Harry looked at his hands again. "You can't expect me to believe you came here just because you're concerned about Hermione."

Malfoy smiled grimly. "Concerned for Granger? I'm concerned for myself, Potter. Hormones are frightening things. Combined with a suicidal best friend—well, I haven't a hope of getting any work done. And that's not even factoring in Weasel, who is 'worth something, and won't make a miserable father, ihonestly/i, Ron.'"

It was a fair imitation, and made Harry swallow hard. He could hear Hermione saying those words, and Ron refusing to believe them. He could see himself being there, taking Ron out for Butterbeers, reminiscing about old times—about Malfoy getting turned into a ferret, about the saves Ron had made in Quidditch, about all the times Ron had saved his life. And then Ron would remember he could do it after all, and everything would be fine.
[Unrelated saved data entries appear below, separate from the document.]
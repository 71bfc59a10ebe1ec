// SPDX-FileCopyrightText: 2026 Sym Contributors
// SPDX-License-Identifier: MIT

//! Registry document layout.
//!
//! Specify the layout of the registry document that Sym persists inside the
//! dotfiles repository, to simplify the process of serialization and
//! deserialization. File I/O is left to the caller to figure out.
//!
//! # General Layout
//!
//! The registry document is a TOML file with a single `[symlinks]` table
//! mapping each tracked destination to its source. Both sides are stored in
//! __storage form__: absolute, or relative to the user's home directory.
//! An empty table is a valid document. Unknown top-level fields written by
//! newer versions are tolerated, and survive a load/save round trip.

use serde::{Deserialize, Serialize};
use std::{
    collections::BTreeMap,
    fmt::{Display, Error as FmtError, Formatter, Result as FmtResult},
    str::FromStr,
};

/// Registry document layout.
///
/// A plain record of the destination-to-source mapping. Persistence lives in
/// [`RegistryStore`](crate::registry::RegistryStore), so the record itself
/// stays independent of any particular storage backend.
#[derive(Default, Debug, PartialEq, Clone, Deserialize, Serialize)]
pub struct Registry {
    /// Mapping from destination storage form to source storage form.
    #[serde(default)]
    pub symlinks: BTreeMap<String, String>,

    /// Unknown top-level fields, preserved across load/save.
    #[serde(flatten)]
    pub extra: toml::Table,
}

impl FromStr for Registry {
    type Err = ConfigError;

    fn from_str(data: &str) -> Result<Self, Self::Err> {
        toml::de::from_str(data).map_err(ConfigError::Deserialize)
    }
}

impl Display for Registry {
    fn fmt(&self, fmt: &mut Formatter<'_>) -> FmtResult {
        fmt.write_str(
            toml::ser::to_string_pretty(self)
                .map_err(ConfigError::Serialize)?
                .as_str(),
        )
    }
}

/// Registry document error types.
#[derive(Clone, Debug, thiserror::Error)]
pub enum ConfigError {
    /// Failed to deserialize registry document.
    #[error(transparent)]
    Deserialize(#[from] toml::de::Error),

    /// Failed to serialize registry document.
    #[error(transparent)]
    Serialize(#[from] toml::ser::Error),
}

impl From<ConfigError> for FmtError {
    fn from(_: ConfigError) -> Self {
        FmtError
    }
}

#[cfg(test)]
mod tests {
    use super::*;
    use indoc::indoc;
    use pretty_assertions::assert_eq;

    #[test]
    fn deserialize_registry() -> anyhow::Result<()> {
        let result: Registry = r#"
            [symlinks]
            ".vimrc" = "dotfiles/vimrc"
            ".gitconfig" = "/srv/shared/gitconfig"
        "#
        .parse()?;

        let expect = Registry {
            symlinks: BTreeMap::from([
                (".vimrc".into(), "dotfiles/vimrc".into()),
                (".gitconfig".into(), "/srv/shared/gitconfig".into()),
            ]),
            extra: toml::Table::new(),
        };

        assert_eq!(result, expect);

        Ok(())
    }

    #[test]
    fn deserialize_empty_document() -> anyhow::Result<()> {
        let result: Registry = "".parse()?;
        assert_eq!(result, Registry::default());

        let result: Registry = "[symlinks]\n".parse()?;
        assert_eq!(result, Registry::default());

        Ok(())
    }

    #[test]
    fn serialize_registry() {
        let result = Registry {
            symlinks: BTreeMap::from([
                (".gitconfig".into(), "/srv/shared/gitconfig".into()),
                (".vimrc".into(), "dotfiles/vimrc".into()),
            ]),
            extra: toml::Table::new(),
        }
        .to_string();

        let expect = indoc! {r#"
            [symlinks]
            ".gitconfig" = "/srv/shared/gitconfig"
            ".vimrc" = "dotfiles/vimrc"
        "#};

        assert_eq!(result, expect);
    }

    #[test]
    fn unknown_fields_survive_round_trip() -> anyhow::Result<()> {
        let original: Registry = indoc! {r#"
            version = 2

            [symlinks]
            ".vimrc" = "dotfiles/vimrc"

            [machine]
            name = "workstation"
        "#}
        .parse()?;

        assert!(original.extra.contains_key("version"));
        assert!(original.extra.contains_key("machine"));

        let reparsed: Registry = original.to_string().parse()?;
        assert_eq!(reparsed, original);

        Ok(())
    }

    #[test]
    fn malformed_document_is_a_parse_error() {
        let result = "symlinks = 42".parse::<Registry>();
        assert!(matches!(result, Err(ConfigError::Deserialize(_))));
    }
}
Harry almost put a hand up to his scar. Of course it wasn't burning. The scar would never burn again—and yet, sometimes, he could swear that it still hurt. "Go away," he said, pressing his hands to his temples instead.

"I'll just convey your regrets to Granger, shall I?" Malfoy didn't move.

Harry's tone was weary. "She's a Weasley."

Malfoy looked scandalized. "What filthy things you do say."

"Seriously, Malfoy. Just go away." Harry felt his fists clench without him meaning them to. "No one will get hurt."

"Are you threatening me now?" Malfoy looked interested.

_Yes_! "No," Harry gritted out.

"Your eyes have gone rather strange."

Harry closed them quickly. They were hot; the rest of him felt cold. He felt as though he were losing blood. He looked at his hand; it was a tell-tale pale.

Harry kept his eyes closed and took deep breaths. He had been teaching himself to do this, but he could not think of pleasant things—not happy memories, anyway: his parents' smiles, holidays at the Burrow, one late night with Ron, Neville, and Seamus in the Gryffindor common room, a breakfast with Sirius, Hermione's arms around him, kissing Ginny Weasley.

Instead, Harry thought of the field. There was a smooth plain of grass. A hill rolled gently down. There was no road. Breezes came quite softly, ruffling the grass, and insects made steady, heavy droning noises. Then Draco Malfoy strode through the field, and the peace of it was marred.

"No need to throw a fit," Malfoy said.

Harry breathed out, and opened his eyes. "I'm not."

"Looked like you were." Malfoy's tone was lazy, unconcerned.

"What do you want?" Harry asked.

"I want you to visit Granger," Malfoy said promptly.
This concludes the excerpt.